Syphilis is a sexual or congenitally acquired infectious disease caused by the spirochete T pallidum. The classic presentation involves a painless chancre that emerges on the tissue surface of transmission and self-resolves over 3-6 weeks. Most often, the lesion is found on genital surfaces; however, it can also be found on the oral mucosa if contact occurs during oral sex. The incidence of oral syphilis has been increasing in recent years and therefore should be considered in the differential diagnosis of oral ulcers.1,2 If not adequately treated, the disease can progress to a secondary stage characterized by the development of skin rashes and/or painful sores along mucous membranes. On occasion, patients will present with non-healing and/or recurrent oral ulcers that mimic those seen in rheumatologic diseases such as Crohn’s.
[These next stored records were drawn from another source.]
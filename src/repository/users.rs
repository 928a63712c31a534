//! Users repository for database operations

use chrono::Utc;
use sqlx::{Pool, Postgres};
use uuid::Uuid;

use crate::{
    error::{AppError, AppResult},
    models::user::{RegisterUser, User, UserChanges},
};

#[derive(Clone)]
pub struct UsersRepository {
    pool: Pool<Postgres>,
}

impl UsersRepository {
    pub fn new(pool: Pool<Postgres>) -> Self {
        Self { pool }
    }

    /// Get user by ID
    pub async fn get_by_id(&self, id: Uuid) -> AppResult<User> {
        sqlx::query_as::<_, User>("SELECT * FROM users WHERE id = $1")
            .bind(id)
            .fetch_optional(&self.pool)
            .await?
            .ok_or_else(|| AppError::NotFound("user not found".to_string()))
    }

    /// Get user by username (login)
    pub async fn get_by_username(&self, username: &str) -> AppResult<Option<User>> {
        let user = sqlx::query_as::<_, User>("SELECT * FROM users WHERE username = $1")
            .bind(username)
            .fetch_optional(&self.pool)
            .await?;

        Ok(user)
    }

    /// List all users
    pub async fn list(&self) -> AppResult<Vec<User>> {
        let users = sqlx::query_as::<_, User>("SELECT * FROM users ORDER BY username")
            .fetch_all(&self.pool)
            .await?;

        Ok(users)
    }

    /// Check if username already exists
    pub async fn username_exists(&self, username: &str) -> AppResult<bool> {
        let exists: bool =
            sqlx::query_scalar("SELECT EXISTS(SELECT 1 FROM users WHERE username = $1)")
                .bind(username)
                .fetch_one(&self.pool)
                .await?;
        Ok(exists)
    }

    /// Check if email already exists, optionally ignoring one user
    pub async fn email_exists(&self, email: &str, exclude_id: Option<Uuid>) -> AppResult<bool> {
        let exists: bool = if let Some(id) = exclude_id {
            sqlx::query_scalar(
                "SELECT EXISTS(SELECT 1 FROM users WHERE LOWER(email) = LOWER($1) AND id != $2)",
            )
            .bind(email)
            .bind(id)
            .fetch_one(&self.pool)
            .await?
        } else {
            sqlx::query_scalar("SELECT EXISTS(SELECT 1 FROM users WHERE LOWER(email) = LOWER($1))")
                .bind(email)
                .fetch_one(&self.pool)
                .await?
        };
        Ok(exists)
    }

    /// Create a new user
    pub async fn create(&self, user: &RegisterUser, password_hash: &str) -> AppResult<Uuid> {
        let now = Utc::now();

        let id = sqlx::query_scalar::<_, Uuid>(
            r#"
            INSERT INTO users (id, name, username, email, password, is_moderator, created_at, updated_at)
            VALUES ($1, $2, $3, $4, $5, FALSE, $6, $6)
            RETURNING id
            "#,
        )
        .bind(Uuid::new_v4())
        .bind(&user.name)
        .bind(&user.username)
        .bind(&user.email)
        .bind(password_hash)
        .bind(now)
        .fetch_one(&self.pool)
        .await
        .map_err(|e| AppError::from(e).on_conflict("username or email already in use"))?;

        Ok(id)
    }

    /// Write a merged profile. The username column is never touched.
    pub async fn update(&self, id: Uuid, changes: &UserChanges) -> AppResult<Uuid> {
        sqlx::query_scalar::<_, Uuid>(
            r#"
            UPDATE users
            SET name = $1, email = $2, password = $3, is_moderator = $4, updated_at = $5
            WHERE id = $6
            RETURNING id
            "#,
        )
        .bind(&changes.name)
        .bind(&changes.email)
        .bind(&changes.password)
        .bind(changes.is_moderator)
        .bind(Utc::now())
        .bind(id)
        .fetch_optional(&self.pool)
        .await
        .map_err(|e| AppError::from(e).on_conflict("email already in use"))?
        .ok_or_else(|| AppError::NotFound("user not found".to_string()))
    }
}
Common etiologies of oral ulcers include gastrointestinal diseases (i.e. Crohn’s and ulcerative colitis), other autoimmune disorders, trauma, and contact hypersensitivities.3,4 Aphthous stomatitis, periodontitis, and orofacial granulomatosis are all described as oral pathologies associated with Crohn’s disease and affect 5% to 50% of adult patients.5-7 While aphthous stomatitis can also present as a sign of Behcet syndrome, a chronic vasculitis associated with inflammatory bowel disease, or with other rheumatologic diseases such as reactive arthritis and systemic lupus erythematosus, clinicians should take care to consider infectious etiologies even in patients with known autoimmune conditions. In our case, a broad differential and attention to histologic findings helped to uncover a diagnosis of syphilis.
If syphilis is suspected, diagnosis is usually made via serologic testing. Two serologic tests are required for a presumptive diagnosis of syphilis, a nontreponemal test and a treponemal test. 2 Definitive diagnosis can also be established by histology and immunostaining of biopsied tissue as was the case in our patient. Penicillin G is the standard of care for patients with all stages of syphilis. While few cases of occupational and other non-sexual transmission have been reported, 8 care should be taken to use correct personal protective equipment and hand hygiene, especially when a communicable disease is suspected. This case highlights that a broad differential should be considered in patients who present with recurrent oral ulcers, including autoimmune and infectious causes such as oral syphilis.
Footnotes
Declaration of Conflicting Interests
The author(s) declared no potential conflicts of interest with respect to the research, authorship, and/or publication of this article.
Funding
The author(s) received no financial support for the research, authorship, and/or publication of this article.